Pepsi, being with you ten and half years changed me and your death has changed me even more. I might do anything really. On a whim or well thought out. Having to let you go has emboldened me, given me courage and perspective. I have terrible stage fright but love to sing. I decided to sing at the social work graduation party. We rehearsed for weeks, and even that was hard at first but I became more comfortable. At the party I stood in front of a crowd and sang my heart out. I thank you for that baby girl. I am up for tenure in a year and half, and while I feel pretty confident, I learned that not getting something isn't the worst thing that can happen. If one thing doesn't come though there will be something else. The list of things that can take me down has become much shorter since you died. I know more loss is ahead of me, it is inevitable with one dog who has cancer and others who are aging. We are all getting older, and while I try to brace myself, I know there is no way to predict or prepare for certain kinds of loss. It will level me as your death did and somehow I will get up and live a recalibrated life, all the better for having so many wonderful people/pets grace me with their presence.

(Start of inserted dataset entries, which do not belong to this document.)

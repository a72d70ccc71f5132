use axum::{
    extract::State,
    http::{HeaderMap, StatusCode},
    response::{Html, Redirect},
    Form,
};
use chrono::Utc;
use sea_orm::ActiveValue::NotSet;
use sea_orm::{
    ActiveModelTrait, ColumnTrait, DatabaseConnection, DbErr, EntityTrait, QueryFilter, Set,
    SqlErr, TransactionTrait,
};

use crate::models::freelancer_profile::{self, SubscriptionTier};
use crate::models::user::{self, Column as UserCol, Entity as User};
use crate::serializers::accounts::{FormErrors, FreelancerSignupForm, ValidatedSignup};
use crate::templates;
use crate::AppState;

use super::internal;
use super::session::{self, hash_password};

/// What the rendered form pre-fills the rate field with. A UI default only;
/// an empty submission is still a validation error.
pub const DEFAULT_HOURLY_RATE: &str = "50.00";

#[derive(Debug, thiserror::Error)]
pub enum RegistrationError {
    #[error("a user with that email address already exists")]
    EmailTaken,
    #[error("a user with that username already exists")]
    UsernameTaken,
    #[error("password hashing failed: {0}")]
    Hash(#[source] anyhow::Error),
    #[error(transparent)]
    Db(#[from] DbErr),
}

/// The one correctness-critical write in the system: the User row and its
/// FreelancerProfile row go in as a single transaction, so a profile failure
/// takes the user row down with it. A partial signup is never observable.
pub async fn register_freelancer(
    db: &DatabaseConnection,
    data: &ValidatedSignup,
) -> Result<user::Model, RegistrationError> {
    // known duplicates are reported before any write is attempted
    if User::find()
        .filter(UserCol::Email.eq(&data.email))
        .one(db)
        .await?
        .is_some()
    {
        return Err(RegistrationError::EmailTaken);
    }
    if User::find()
        .filter(UserCol::Username.eq(&data.username))
        .one(db)
        .await?
        .is_some()
    {
        return Err(RegistrationError::UsernameTaken);
    }

    let now = Utc::now();
    let hash = hash_password(&data.password).map_err(RegistrationError::Hash)?;

    let txn = db.begin().await?;

    let created = user::ActiveModel {
        id: NotSet,
        username: Set(data.username.clone()),
        email: Set(data.email.clone()),
        password_hash: Set(hash),
        is_freelancer: Set(true),
        is_client: Set(false),
        is_active: Set(true),
        last_login: Set(Some(now)), // signup logs the user straight in
        created_at: Set(now),
        updated_at: Set(now),
    }
    .insert(&txn)
    .await
    .map_err(classify_unique)?;

    freelancer_profile::ActiveModel {
        user_id: Set(created.id),
        subscription_tier: Set(SubscriptionTier::Free),
        hourly_rate: Set(data.hourly_rate),
    }
    .insert(&txn)
    .await?; // an error here drops txn, rolling the user row back too

    txn.commit().await?;
    Ok(created)
}

/// Two racing submissions can both pass the pre-checks; the storage layer's
/// unique constraints then let exactly one commit, and the loser gets the
/// same field error a validation-time duplicate produces.
fn classify_unique(err: DbErr) -> RegistrationError {
    match err.sql_err() {
        Some(SqlErr::UniqueConstraintViolation(msg)) if msg.contains("email") => {
            RegistrationError::EmailTaken
        }
        Some(SqlErr::UniqueConstraintViolation(msg)) if msg.contains("username") => {
            RegistrationError::UsernameTaken
        }
        _ => RegistrationError::Db(err),
    }
}

// ---------- handlers ----------

pub async fn signup_page() -> Html<String> {
    Html(templates::signup_page(
        "",
        "",
        DEFAULT_HOURLY_RATE,
        &FormErrors::default(),
    ))
}

pub async fn signup(
    State(state): State<AppState>,
    Form(form): Form<FreelancerSignupForm>,
) -> Result<(HeaderMap, Redirect), (StatusCode, Html<String>)> {
    let data = match form.validate() {
        Ok(data) => data,
        Err(errors) => return Err(rerender(&form, errors)),
    };

    match register_freelancer(&state.db, &data).await {
        Ok(created) => {
            let headers = session::session_headers(&created, &state).map_err(internal)?;
            Ok((headers, Redirect::to("/")))
        }
        Err(RegistrationError::EmailTaken) => {
            let mut errors = FormErrors::default();
            errors.add("email", "A user with that email address already exists.");
            Err(rerender(&form, errors))
        }
        Err(RegistrationError::UsernameTaken) => {
            let mut errors = FormErrors::default();
            errors.add("username", "A user with that username already exists.");
            Err(rerender(&form, errors))
        }
        Err(err) => Err(internal(err)),
    }
}

fn rerender(form: &FreelancerSignupForm, errors: FormErrors) -> (StatusCode, Html<String>) {
    // passwords are never echoed back into the page
    (
        StatusCode::UNPROCESSABLE_ENTITY,
        Html(templates::signup_page(
            &form.username,
            &form.email,
            form.hourly_rate.as_deref().unwrap_or(""),
            &errors,
        )),
    )
}
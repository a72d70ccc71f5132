use sea_orm_migration::prelude::*;

mod m2026_07_28_000001_create_users;
mod m2026_07_28_000002_create_freelancer_profiles;
mod m2026_07_28_000003_create_clients;

pub struct Migrator;

#[async_trait::async_trait]
impl MigratorTrait for Migrator {
    fn migrations() -> Vec<Box<dyn MigrationTrait>> {
        // users must exist before profiles, profiles before clients
        vec![
            Box::new(m2026_07_28_000001_create_users::Migration),
            Box::new(m2026_07_28_000002_create_freelancer_profiles::Migration),
            Box::new(m2026_07_28_000003_create_clients::Migration),
        ]
    }
}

Singing at the School of Social Work graduation party

Nothing stays the same, including me. I feel more aches and pains, see lines expanding on my face. It takes longer to recover from activities that once hardly phased me. There is a freedom that accompanies getting older and experiencing this depth of loss. You just don't sweat the small stuff and cherish what really matters. I remember a lovely couple I met on the island many years ago, and unknown to me at the time the husband had terminal cancer. Peter was a bright light and wonderful human being. We spent an afternoon being philosophical and he told me you have to let go so new things can enter your life. I needed to hear that, I was having a hard time ending a toxic relationship that was doing me no good. My tenacity is my asset and liability, and letting go is excruciating for me, always has been. Your diagnosis seemed to come out of left field. Why did I think I would have you forever when it doesn't exist? Talking to Susan helped me realize you are still here, albeit your spirit watching over us. I know you are okay, it's us who are struggling to move on without your physical presence. I want you back, I always will. I can see you looking at me with those eyes like deep pools, pawing me, urging me to choose life and laughter. The thing is I am not sure how to share the love that was always reserved for you. Everyday I still kiss your harness, talk to you, and look at the portrait I painted of you that stares me dead in the eye as I read or watch TV in the living room. I hold you in my thoughts and heart. I always will. I know what you want Peps, you made it clear what you wanted Susan to tell me, "I am okay, take good care of the girls". You get the last word darling Peps, always and forever.